The entries are to be returned exactly as written.
----
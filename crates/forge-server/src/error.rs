// forge-server/src/error.rs
// ============================================================================
// Module: Api Error
// Description: Maps domain and store errors onto the HTTP status/detail
//              shape every handler returns (§7, §B).
// Dependencies: axum, forge-core, forge-queue, forge-scheduler, serde_json
// ============================================================================

//! ## Overview
//! Every handler returns `Result<T, ApiError>`. [`ApiError`] carries the
//! status code the error taxonomy assigns it, a machine-readable `detail`
//! for 4xx responses, and — for 5xx responses — a correlation id a support
//! engineer can follow into the run's log events (§7's "5xx errors carry a
//! correlation id").

// ============================================================================
// SECTION: Imports
// ============================================================================

use axum::Json;
use axum::http::StatusCode;
use axum::response::IntoResponse;
use axum::response::Response;
use forge_core::ids::RunId;
use forge_core::interfaces::DispatchError;
use forge_core::interfaces::StoreError;
use forge_queue::QueueError;
use forge_scheduler::SchedulerError;
use serde::Serialize;

// ============================================================================
// SECTION: Api Error
// ============================================================================

/// An error a handler can return, already carrying its HTTP disposition.
#[derive(Debug)]
pub enum ApiError {
    /// Malformed request body/query, an unknown slug, or an invalid cron
    /// expression — 400 (§7 `InvalidInput`).
    InvalidInput(String),
    /// The caller's tenant does not own the requested resource — 403 (§7
    /// `TenantViolation`).
    TenantViolation(String),
    /// The requested resource does not exist for this tenant — 404 (§7
    /// `NotFound`).
    NotFound(String),
    /// A state machine rejected the requested transition; this indicates a
    /// bug rather than bad input — 500 (§7 `InvalidStatusTransition`).
    InvalidStatusTransition {
        /// Machine-readable detail message.
        detail: String,
        /// A Run id a support engineer can follow into log events.
        correlation_id: Option<String>,
    },
    /// A downstream dependency (extractor, LLM, object store, queue
    /// broker) failed or is unreachable — 502.
    UpstreamUnavailable {
        /// Machine-readable detail message.
        detail: String,
        /// A Run id a support engineer can follow into log events.
        correlation_id: Option<String>,
    },
    /// A downstream dependency did not respond within its budget — 504.
    UpstreamTimeout {
        /// Machine-readable detail message.
        detail: String,
        /// A Run id a support engineer can follow into log events.
        correlation_id: Option<String>,
    },
}

/// Body shape for every error response.
#[derive(Debug, Serialize)]
struct ErrorBody {
    /// Machine-readable detail message.
    detail: String,
    /// A Run id a support engineer can follow into log events, present
    /// only on 5xx responses.
    #[serde(skip_serializing_if = "Option::is_none")]
    correlation_id: Option<String>,
}

impl ApiError {
    /// Maps this error onto its HTTP status and response body.
    fn status_and_body(&self) -> (StatusCode, ErrorBody) {
        match self {
            Self::InvalidInput(detail) => (StatusCode::BAD_REQUEST, ErrorBody { detail: detail.clone(), correlation_id: None }),
            Self::TenantViolation(detail) => (StatusCode::FORBIDDEN, ErrorBody { detail: detail.clone(), correlation_id: None }),
            Self::NotFound(detail) => (StatusCode::NOT_FOUND, ErrorBody { detail: detail.clone(), correlation_id: None }),
            Self::InvalidStatusTransition { detail, correlation_id } => {
                (StatusCode::INTERNAL_SERVER_ERROR, ErrorBody { detail: detail.clone(), correlation_id: correlation_id.clone() })
            }
            Self::UpstreamUnavailable { detail, correlation_id } => {
                (StatusCode::BAD_GATEWAY, ErrorBody { detail: detail.clone(), correlation_id: correlation_id.clone() })
            }
            Self::UpstreamTimeout { detail, correlation_id } => {
                (StatusCode::GATEWAY_TIMEOUT, ErrorBody { detail: detail.clone(), correlation_id: correlation_id.clone() })
            }
        }
    }

    /// Attaches a correlation id (a Run id, per §7) to a 5xx variant;
    /// no-op on 4xx variants, which carry no correlation id by design.
    #[must_use]
    pub fn with_correlation(mut self, run_id: RunId) -> Self {
        let id = run_id.to_string();
        match &mut self {
            Self::InvalidStatusTransition { correlation_id, .. }
            | Self::UpstreamUnavailable { correlation_id, .. }
            | Self::UpstreamTimeout { correlation_id, .. } => *correlation_id = Some(id),
            Self::InvalidInput(_) | Self::TenantViolation(_) | Self::NotFound(_) => {}
        }
        self
    }
}

impl IntoResponse for ApiError {
    fn into_response(self) -> Response {
        let (status, body) = self.status_and_body();
        if status.is_server_error() {
            tracing::error!(detail = %body.detail, correlation_id = ?body.correlation_id, "request failed");
        }
        (status, Json(body)).into_response()
    }
}

impl From<StoreError> for ApiError {
    fn from(error: StoreError) -> Self {
        match error {
            StoreError::NotFound(detail) => Self::NotFound(detail),
            StoreError::Constraint(detail) => Self::InvalidInput(detail),
            StoreError::InvalidTransition(detail) => Self::InvalidStatusTransition { detail, correlation_id: None },
            StoreError::Io(detail) | StoreError::Corrupt(detail) => Self::UpstreamUnavailable { detail, correlation_id: None },
        }
    }
}

impl From<DispatchError> for ApiError {
    fn from(error: DispatchError) -> Self {
        match error {
            DispatchError::Rejected(detail) => Self::InvalidInput(detail),
            DispatchError::Io(detail) => Self::UpstreamUnavailable { detail, correlation_id: None },
        }
    }
}

impl From<QueueError> for ApiError {
    fn from(error: QueueError) -> Self {
        match error {
            QueueError::Store(inner) => inner.into(),
            QueueError::Dispatch(inner) => inner.into(),
            QueueError::UnknownQueue(detail) => Self::InvalidInput(detail),
        }
    }
}

impl From<SchedulerError> for ApiError {
    fn from(error: SchedulerError) -> Self {
        match error {
            SchedulerError::Store(inner) => inner.into(),
            SchedulerError::Dispatch(inner) => inner.into(),
            SchedulerError::Cron(inner) => Self::InvalidInput(inner.to_string()),
        }
    }
}
// forge-queue/src/lib.rs
// ============================================================================
// Crate: forge-queue
// Description: The extraction queue (C3), extraction orchestrator (C4), and
//              queue registry (C4.11).
// Dependencies: forge-core, forge-providers
// ============================================================================

#![cfg_attr(test, allow(clippy::unwrap_used, clippy::expect_used, missing_docs))]

//! ## Overview
//! Every caller that needs an asset extracted — bulk upload, crawl, SharePoint
//! sync, SAM pull, or a user-initiated reextract — goes through
//! [`queue::ExtractionQueue`]. A worker that pops a queued task drives it to
//! completion with [`orchestrator::ExtractionOrchestrator`]. [`registry::QueueRegistry`]
//! holds the fixed queue identities both consult.

pub mod orchestrator;
pub mod ports;
pub mod queue;
pub mod registry;

pub use orchestrator::ExtractionOrchestrator;
pub use orchestrator::OrchestratorError;
pub use orchestrator::PROCESSED_BUCKET;
pub use orchestrator::RAW_BUCKET;
pub use orchestrator::markdown_object_key;
pub use ports::AssetStore;
pub use ports::ExtractionResultStore;
pub use queue::ExtractionQueue;
pub use queue::QueueError;
pub use queue::QueueOutcome;
pub use queue::is_inline_extracted_content_type;
pub use registry::QueueCapabilities;
pub use registry::QueueDefinition;
pub use registry::QueueDisplay;
pub use registry::QueueParameters;
pub use registry::QueueRegistry;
----
### ANSWER FOR THE TASK
filename crates/forge-server/src/error.rs
// forge-server/src/error.rs
// ============================================================================
// Module: Api Error
// Description: Maps domain and store errors onto the HTTP status/detail
//              shape every handler returns (§7, §B).
// Dependencies: axum, forge-core, forge-queue, forge-scheduler, serde_json
// ============================================================================

//! ## Overview
//! Every handler returns `Result<T, ApiError>`. [`ApiError`] carries the
//! status code the error taxonomy assigns it, a machine-readable `detail`
//! for 4xx responses, and — for 5xx responses — a correlation id a support
//! engineer can follow into the run's log events (§7's "5xx errors carry a
//! correlation id").

// ============================================================================
// SECTION: Imports
// ============================================================================

use axum::Json;
use axum::http::StatusCode;
use axum::response::IntoResponse;
use axum::response::Response;
use forge_core::ids::RunId;
use forge_core::interfaces::DispatchError;
use forge_core::interfaces::StoreError;
use forge_queue::QueueError;
use forge_scheduler::SchedulerError;
use serde::Serialize;

// ============================================================================
// SECTION: Api Error
// ============================================================================

/// An error a handler can return, already carrying its HTTP disposition.
#[derive(Debug)]
pub enum ApiError {
    /// Malformed request body/query, an unknown slug, or an invalid cron
    /// expression — 400 (§7 `InvalidInput`).
    InvalidInput(String),
    /// The caller's tenant does not own the requested resource — 403 (§7
    /// `TenantViolation`).
    TenantViolation(String),
    /// The requested resource does not exist for this tenant — 404 (§7
    /// `NotFound`).
    NotFound(String),
    /// A state machine rejected the requested transition; this indicates a
    /// bug rather than bad input — 500 (§7 `InvalidStatusTransition`).
    InvalidStatusTransition {
        /// Machine-readable detail message.
        detail: String,
        /// A Run id a support engineer can follow into log events.
        correlation_id: Option<String>,
    },
    /// A downstream dependency (extractor, LLM, object store, queue
    /// broker) failed or is unreachable — 502.
    UpstreamUnavailable {
        /// Machine-readable detail message.
        detail: String,
        /// A Run id a support engineer can follow into log events.
        correlation_id: Option<String>,
    },
    /// A downstream dependency did not respond within its budget — 504.
    UpstreamTimeout {
        /// Machine-readable detail message.
        detail: String,
        /// A Run id a support engineer can follow into log events.
        correlation_id: Option<String>,
    },
}

/// Body shape for every error response.
#[derive(Debug, Serialize)]
struct ErrorBody {
    /// Machine-readable detail message.
    detail: String,
    /// A Run id a support engineer can follow into log events, present
    /// only on 5xx responses.
    #[serde(skip_serializing_if = "Option::is_none")]
    correlation_id: Option<String>,
}

impl ApiError {
    /// Maps this error onto its HTTP status and response body.
    fn status_and_body(&self) -> (StatusCode, ErrorBody) {
        match self {
            Self::InvalidInput(detail) => (StatusCode::BAD_REQUEST, ErrorBody { detail: detail.clone(), correlation_id: None }),
            Self::TenantViolation(detail) => (StatusCode::FORBIDDEN, ErrorBody { detail: detail.clone(), correlation_id: None }),
            Self::NotFound(detail) => (StatusCode::NOT_FOUND, ErrorBody { detail: detail.clone(), correlation_id: None }),
            Self::InvalidStatusTransition { detail, correlation_id } => {
                (StatusCode::INTERNAL_SERVER_ERROR, ErrorBody { detail: detail.clone(), correlation_id: correlation_id.clone() })
            }
            Self::UpstreamUnavailable { detail, correlation_id } => {
                (StatusCode::BAD_GATEWAY, ErrorBody { detail: detail.clone(), correlation_id: correlation_id.clone() })
            }
            Self::UpstreamTimeout { detail, correlation_id } => {
                (StatusCode::GATEWAY_TIMEOUT, ErrorBody { detail: detail.clone(), correlation_id: correlation_id.clone() })
            }
        }
    }

    /// Attaches a correlation id (a Run id, per §7) to a 5xx variant;
    /// no-op on 4xx variants, which carry no correlation id by design.
    #[must_use]
    pub fn with_correlation(mut self, run_id: RunId) -> Self {
        let id = run_id.to_string();
        match &mut self {
            Self::InvalidStatusTransition { correlation_id, .. }
            | Self::UpstreamUnavailable { correlation_id, .. }
            | Self::UpstreamTimeout { correlation_id, .. } => *correlation_id = Some(id),
            Self::InvalidInput(_) | Self::TenantViolation(_) | Self::NotFound(_) => {}
        }
        self
    }
}

impl IntoResponse for ApiError {
    fn into_response(self) -> Response {
        let (status, body) = self.status_and_body();
        if status.is_server_error() {
            tracing::error!(detail = %body.detail, correlation_id = ?body.correlation_id, "request failed");
        }
        (status, Json(body)).into_response()
    }
}

impl From<StoreError> for ApiError {
    fn from(error: StoreError) -> Self {
        match error {
            StoreError::NotFound(detail) => Self::NotFound(detail),
            StoreError::Constraint(detail) => Self::InvalidInput(detail),
            StoreError::InvalidTransition(detail) => Self::InvalidStatusTransition { detail, correlation_id: None },
            StoreError::Io(detail) | StoreError::Corrupt(detail) => Self::UpstreamUnavailable { detail, correlation_id: None },
        }
    }
}

impl From<DispatchError> for ApiError {
    fn from(error: DispatchError) -> Self {
        match error {
            DispatchError::Rejected(detail) => Self::InvalidInput(detail),
            DispatchError::Io(detail) => Self::UpstreamUnavailable { detail, correlation_id: None },
        }
    }
}

impl From<QueueError> for ApiError {
    fn from(error: QueueError) -> Self {
        match error {
            QueueError::Store(inner) => inner.into(),
            QueueError::Dispatch(inner) => inner.into(),
            QueueError::UnknownQueue(detail) => Self::InvalidInput(detail),
        }
    }
}

impl From<SchedulerError> for ApiError {
    fn from(error: SchedulerError) -> Self {
        match error {
            SchedulerError::Store(inner) => inner.into(),
            SchedulerError::Dispatch(inner) => inner.into(),
            SchedulerError::Cron(inner) => Self::InvalidInput(inner.to_string()),
        }
    }
}
// forge-queue/src/lib.rs
// ============================================================================
// Crate: forge-queue
// Description: The extraction queue (C3), extraction orchestrator (C4), and
//              queue registry (C4.11).
// Dependencies: forge-core, forge-providers
// ============================================================================

#![cfg_attr(test, allow(clippy::unwrap_used, clippy::expect_used, missing_docs))]

//! ## Overview
//! Every caller that needs an asset extracted — bulk upload, crawl, SharePoint
//! sync, SAM pull, or a user-initiated reextract — goes through
//! [`queue::ExtractionQueue`]. A worker that pops a queued task drives it to
//! completion with [`orchestrator::ExtractionOrchestrator`]. [`registry::QueueRegistry`]
//! holds the fixed queue identities both consult.

pub mod orchestrator;
pub mod ports;
pub mod queue;
pub mod registry;

pub use orchestrator::ExtractionOrchestrator;
pub use orchestrator::OrchestratorError;
pub use orchestrator::PROCESSED_BUCKET;
pub use orchestrator::RAW_BUCKET;
pub use orchestrator::markdown_object_key;
pub use ports::AssetStore;
pub use ports::ExtractionResultStore;
pub use queue::ExtractionQueue;
pub use queue::QueueError;
pub use queue::QueueOutcome;
pub use queue::is_inline_extracted_content_type;
pub use registry::QueueCapabilities;
pub use registry::QueueDefinition;
pub use registry::QueueDisplay;
pub use registry::QueueParameters;
pub use registry::QueueRegistry;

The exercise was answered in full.